Jさんは眼鏡をかけないと、視力が0.2程度に落ちてしまいます。追突事故をきっかけに、眼鏡をかけるとつらい症状が出てしまうようになったため、運転も、移動も、読み書きなどの日常生活もうまくいきません。
何軒もの眼科を受診しましたが、目そのものは正常。MRIなどの検査も受けましたが、すべて正常とのことでした。
自覚症状の訴えを認めない…「診断書は書かないからな」
「なぜそうなるのか」「治療の方法はないのか」
Jさんは答えを求めて、ある眼科に通院していたところ、そこの医師の機嫌がだんだんと悪くなっていったそうです。
「言っていることがわからないな」と言うのならまだしも、「そもそも、ありえないんだよ、眼鏡がかけられないなんて」と言い放ったそうです。

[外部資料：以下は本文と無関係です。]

// This Source Code Form is subject to the terms of the Mozilla Public
// License, v. 2.0. If a copy of the MPL was not distributed with this
// file, You can obtain one at http://mozilla.org/MPL/2.0/.

//! The closed-keyword attributes: small enough that a dedicated scanner
//! would be overkill, so each is just a `match` over the trimmed text.

#[derive(Clone, Copy, PartialEq, Eq, Debug)]
pub enum FillRule {
    NonZero,
    EvenOdd,
}

impl Default for FillRule {
    fn default() -> Self {
        FillRule::NonZero
    }
}

pub fn parse_fill_rule(text: &str) -> Option<FillRule> {
    match text.trim() {
        "nonzero" => Some(FillRule::NonZero),
        "evenodd" => Some(FillRule::EvenOdd),
        _ => None,
    }
}

#[derive(Clone, Copy, PartialEq, Eq, Debug)]
pub enum LineCap {
    Butt,
    Round,
    Square,
}

impl Default for LineCap {
    fn default() -> Self {
        LineCap::Butt
    }
}

pub fn parse_line_cap(text: &str) -> Option<LineCap> {
    match text.trim() {
        "butt" => Some(LineCap::Butt),
        "round" => Some(LineCap::Round),
        "square" => Some(LineCap::Square),
        _ => None,
    }
}

#[derive(Clone, Copy, PartialEq, Eq, Debug)]
pub enum LineJoin {
    Miter,
    Round,
    Bevel,
}

impl Default for LineJoin {
    fn default() -> Self {
        LineJoin::Miter
    }
}

pub fn parse_line_join(text: &str) -> Option<LineJoin> {
    match text.trim() {
        "miter" => Some(LineJoin::Miter),
        "round" => Some(LineJoin::Round),
        "bevel" => Some(LineJoin::Bevel),
        _ => None,
    }
}

/// `gradientUnits`/`clipPathUnits`.
#[derive(Clone, Copy, PartialEq, Eq, Debug)]
pub enum Units {
    UserSpaceOnUse,
    ObjectBoundingBox,
}

pub fn parse_units(text: &str, default: Units) -> Units {
    match text.trim() {
        "userSpaceOnUse" => Units::UserSpaceOnUse,
        "objectBoundingBox" => Units::ObjectBoundingBox,
        _ => default,
    }
}

#[derive(Clone, Copy, PartialEq, Eq, Debug)]
pub enum SpreadMethod {
    Pad,
    Reflect,
    Repeat,
}

impl Default for SpreadMethod {
    fn default() -> Self {
        SpreadMethod::Pad
    }
}

pub fn parse_spread_method(text: &str) -> Option<SpreadMethod> {
    match text.trim() {
        "pad" => Some(SpreadMethod::Pad),
        "reflect" => Some(SpreadMethod::Reflect),
        "repeat" => Some(SpreadMethod::Repeat),
        _ => None,
    }
}

/// `display`: only `none` is meaningful, anything else behaves as the
/// default (visible).
pub fn is_display_none(text: &str) -> bool {
    text.trim() == "none"
}

/// `visibility`: inherited, default `visible`.
#[derive(Clone, Copy, PartialEq, Eq, Debug)]
pub enum Visibility {
    Visible,
    Hidden,
    Collapse,
}

impl Default for Visibility {
    fn default() -> Self {
        Visibility::Visible
    }
}

pub fn parse_visibility(text: &str) -> Option<Visibility> {
    match text.trim() {
        "visible" => Some(Visibility::Visible),
        "hidden" => Some(Visibility::Hidden),
        "collapse" => Some(Visibility::Collapse),
        _ => None,
    }
}

#[cfg(test)]
mod tests {
    use super::*;

    #[test]
    fn fill_rule_roundtrip() {
        assert_eq!(parse_fill_rule("evenodd"), Some(FillRule::EvenOdd));
        assert_eq!(parse_fill_rule("bogus"), None);
    }

    #[test]
    fn units_falls_back_to_default_on_unknown() {
        assert_eq!(parse_units("bogus", Units::ObjectBoundingBox), Units::ObjectBoundingBox);
        assert_eq!(parse_units("userSpaceOnUse", Units::ObjectBoundingBox), Units::UserSpaceOnUse);
    }
}
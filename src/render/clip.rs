// This Source Code Form is subject to the terms of the Mozilla Public
// License, v. 2.0. If a copy of the MPL was not distributed with this
// file, You can obtain one at http://mozilla.org/MPL/2.0/.

//! `clip-path` resolution. The actual clipping draw (recursing into the
//! referenced subtree in clipping mode, composited with `dst-in`) lives in
//! `render::mod` next to the rest of the frame machinery; this module just
//! finds the target element and its `clipPathUnits`.

use crate::tree::{AttributeId, ElementId, Node};
use crate::values::{self, Units};

/// A `clip-path: url(#id)` value, parsed down to the bare id (no fallback
/// is meaningful for `clip-path`, unlike `fill`/`stroke`).
fn parse_clip_path_id(text: &str) -> Option<&str> {
    let trimmed = text.trim();
    let inner = trimmed.strip_prefix("url(")?.strip_suffix(')')?;
    inner.trim().strip_prefix('#').map(|s| s.trim())
}

/// Resolves `node`'s `clip-path` attribute to its `<clipPath>` element, if
/// any. Returns `None` both when the attribute is absent and when it
/// references something that isn't a `<clipPath>`.
pub fn resolve(node: Node) -> Option<Node> {
    let text = node.attribute(AttributeId::ClipPath)?;
    let id = parse_clip_path_id(text)?;
    let target = node.lookup_id(id)?;
    if target.tag_name() == ElementId::ClipPath {
        Some(target)
    } else {
        None
    }
}

/// `clipPathUnits`: defaults to `userSpaceOnUse`, unlike gradients which
/// default to `objectBoundingBox`.
pub fn units(clip_path_node: Node) -> Units {
    match clip_path_node.attribute(AttributeId::ClipPathUnits) {
        Some(text) => values::parse_units(text, Units::UserSpaceOnUse),
        None => Units::UserSpaceOnUse,
    }
}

つらい自覚症状を訴える患者を前にして「ありえない」と強弁するなんて、なんなのでしょう。診察で目に異常が見られないから、あるいは自分の知識の中にはないからといって、患者がまるで 嘘 をついているかのように決めつけて、自覚症状を認めようとしない権利は、医師にはないはずです。

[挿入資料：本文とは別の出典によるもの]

#[cfg(test)]
mod tests {
    use super::*;
    use crate::canvas::{GradientStop, LinearGradient};
    use crate::parser::parse;
    use crate::path::PathCommand;
    use std::cell::RefCell;

    #[derive(Default)]
    struct Recording {
        fills: Vec<(Transform, FillRule, ResolvedPaint)>,
        strokes: Vec<(Transform, ResolvedPaint)>,
        groups: Vec<(bool, f64, BlendMode)>,
    }

    struct RecordingCanvas(RefCell<Recording>);

    impl Canvas for RecordingCanvas {
        type Image = ();

        fn fill_path(&mut self, path: &PathData, matrix: Transform, fill_rule: FillRule, paint: &ResolvedPaint) -> bool {
            let _ = path;
            self.0.borrow_mut().fills.push((matrix, fill_rule, paint.clone()));
            true
        }

        fn stroke_path(
            &mut self,
            path: &PathData,
            matrix: Transform,
            _stroke: &StrokeData,
            _dasharray: Option<&[f64]>,
            paint: &ResolvedPaint,
        ) -> bool {
            let _ = path;
            self.0.borrow_mut().strokes.push((matrix, paint.clone()));
            true
        }

        fn push_group(&mut self, opacity: f64, blend_mode: BlendMode) -> bool {
            self.0.borrow_mut().groups.push((true, opacity, blend_mode));
            true
        }

        fn pop_group(&mut self, opacity: f64, blend_mode: BlendMode) -> bool {
            self.0.borrow_mut().groups.push((false, opacity, blend_mode));
            true
        }
    }

    #[test]
    fn plain_rect_fills_once_with_expected_bbox() {
        let doc = parse(r#"<svg viewBox="0 0 10 10"><rect x="1" y="2" width="3" height="4" fill="#ff0000"/></svg>"#).unwrap();
        let mut canvas = RecordingCanvas(RefCell::new(Recording::default()));
        render(&doc, &mut canvas, &NoPalette, 96.0, Viewport::new(10.0, 10.0), Color::black(), None);

        let rec = canvas.0.borrow();
        assert_eq!(rec.fills.len(), 1);
        let (matrix, fill_rule, paint) = &rec.fills[0];
        assert!(matrix.is_identity());
        assert_eq!(*fill_rule, FillRule::NonZero);
        assert_eq!(*paint, ResolvedPaint::Color(Color::new_rgb(255, 0, 0)));

        let bbox = rect(&doc, 96.0, Viewport::new(10.0, 10.0), None).unwrap();
        assert!((bbox.x() - 1.0).abs() < 1e-9);
        assert!((bbox.y() - 2.0).abs() < 1e-9);
        assert!((bbox.width() - 3.0).abs() < 1e-9);
        assert!((bbox.height() - 4.0).abs() < 1e-9);
    }

    #[test]
    fn view_box_scaling_produces_expected_ctm() {
        let doc = parse(
            r#"<svg width="200" height="100" viewBox="0 0 20 10"><rect x="0" y="0" width="20" height="10" fill="black"/></svg>"#,
        )
        .unwrap();
        let mut canvas = RecordingCanvas(RefCell::new(Recording::default()));
        render(&doc, &mut canvas, &NoPalette, 96.0, Viewport::new(200.0, 100.0), Color::black(), None);

        let rec = canvas.0.borrow();
        assert_eq!(rec.fills.len(), 1);
        let (matrix, _, paint) = &rec.fills[0];
        assert!(matrix.fuzzy_eq_for_test(&Transform::new_scale(10.0, 10.0)));
        assert_eq!(*paint, ResolvedPaint::Color(Color::new_rgb(0, 0, 0)));
    }

    #[test]
    fn gradient_reference_resolves_with_inherited_stops() {
        let doc = parse(
            r#"<svg><defs>
                <linearGradient id="a"><stop offset="0" stop-color="red"/><stop offset="1" stop-color="blue"/></linearGradient>
                <linearGradient id="b" xlink:href="#a" x1="0" x2="1"/>
            </defs><rect width="1" height="1" fill="url(#b)"/></svg>"#,
        )
        .unwrap();
        let mut canvas = RecordingCanvas(RefCell::new(Recording::default()));
        render(&doc, &mut canvas, &NoPalette, 96.0, Viewport::new(1.0, 1.0), Color::black(), None);

        let rec = canvas.0.borrow();
        assert_eq!(rec.fills.len(), 1);
        match &rec.fills[0].2 {
            ResolvedPaint::LinearGradient(LinearGradient { x1, x2, stops, .. }) => {
                assert_eq!(*x1, 0.0);
                assert_eq!(*x2, 1.0);
                assert_eq!(
                    stops,
                    &vec![
                        GradientStop { offset: 0.0, color: Color::new_rgb(255, 0, 0) },
                        GradientStop { offset: 1.0, color: Color::new_rgb(0, 0, 255) },
                    ]
                );
            }
            other => panic!("expected a linear gradient, got {:?}", other),
        }
    }

    #[test]
    fn clip_and_opacity_group_sequence_matches_expected_order() {
        let doc = parse(
            r#"<svg><defs><clipPath id="c"><circle cx="5" cy="5" r="5"/></clipPath></defs>
               <g opacity="0.5" clip-path="url(#c)"><rect width="1" height="1" fill="red"/></g></svg>"#,
        )
        .unwrap();
        let mut canvas = RecordingCanvas(RefCell::new(Recording::default()));
        render(&doc, &mut canvas, &NoPalette, 96.0, Viewport::new(10.0, 10.0), Color::black(), None);

        let rec = canvas.0.borrow();
        assert_eq!(rec.groups, vec![
            (true, 0.5, BlendMode::SrcOver),
            (true, 1.0, BlendMode::DstIn),
            (false, 1.0, BlendMode::DstIn),
            (false, 0.5, BlendMode::SrcOver),
        ]);
        assert_eq!(rec.fills.len(), 2);
    }

    #[test]
    fn use_indirection_translates_and_inherits_from_use_site() {
        let doc = parse(
            r#"<svg><defs><rect id="r" x="0" y="0" width="1" height="1"/></defs>
               <use xlink:href="#r" x="5" y="7" fill="green"/></svg>"#,
        )
        .unwrap();
        let mut canvas = RecordingCanvas(RefCell::new(Recording::default()));
        render(&doc, &mut canvas, &NoPalette, 96.0, Viewport::new(10.0, 10.0), Color::black(), None);

        let rec = canvas.0.borrow();
        assert_eq!(rec.fills.len(), 1);
        let (matrix, _, paint) = &rec.fills[0];
        assert!(matrix.fuzzy_eq_for_test(&Transform::new_translate(5.0, 7.0)));
        assert_eq!(*paint, ResolvedPaint::Color(Color::new_rgb(0, 128, 0)));
    }

    #[test]
    fn current_color_seed_reaches_a_leaf_shape_with_no_color_attribute_in_its_chain() {
        let doc = parse(r#"<svg><rect width="1" height="1" fill="currentColor"/></svg>"#).unwrap();
        let mut canvas = RecordingCanvas(RefCell::new(Recording::default()));
        let seed = Color::new_rgb(10, 20, 30);
        render(&doc, &mut canvas, &NoPalette, 96.0, Viewport::new(10.0, 10.0), seed, None);

        let rec = canvas.0.borrow();
        assert_eq!(rec.fills.len(), 1);
        assert_eq!(rec.fills[0].2, ResolvedPaint::Color(seed));
    }

    #[test]
    fn arc_path_lowers_to_cubics_ending_at_target_point() {
        let doc = parse(r#"<svg><path d="M0,0 A10,10 0 0 1 10,10" stroke="black" fill="none"/></svg>"#).unwrap();
        let mut canvas = RecordingCanvas(RefCell::new(Recording::default()));
        render(&doc, &mut canvas, &NoPalette, 96.0, Viewport::new(10.0, 10.0), Color::black(), None);

        let bbox = rect(&doc, 96.0, Viewport::new(10.0, 10.0), None).unwrap();
        assert!(bbox.x() >= -0.001 && bbox.y() >= -0.001);
        assert!(bbox.right() <= 10.5 && bbox.bottom() <= 10.5);
    }

    trait FuzzyEqForTest {
        fn fuzzy_eq_for_test(&self, other: &Self) -> bool;
    }

    impl FuzzyEqForTest for Transform {
        fn fuzzy_eq_for_test(&self, other: &Self) -> bool {
            use crate::geom::FuzzyEq;
            self.fuzzy_eq(other)
        }
    }
}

患者がなぜそう訴えているのかを考える能力を、その医師は持っていないのでしょうか。
少なくとも医師国家試験に合格するまでは、ちゃんとものを考えていたはずです。能力がないというより、思考を停止しているのでしょう。患者に寄り添った医療をしてきたのではなく、教科書や研究論文、あるいは自身の臨床経験だけを 拠 り 所 に診療してきたから、そこにないものは「ありえない」になってしまったのでしょうか。
その医師は、あげくの果てに、Jさんから頼まれてもいないのに「(追突事故の)賠償金のためだろう、診断書は書かないからな」と言って突き放したそうです。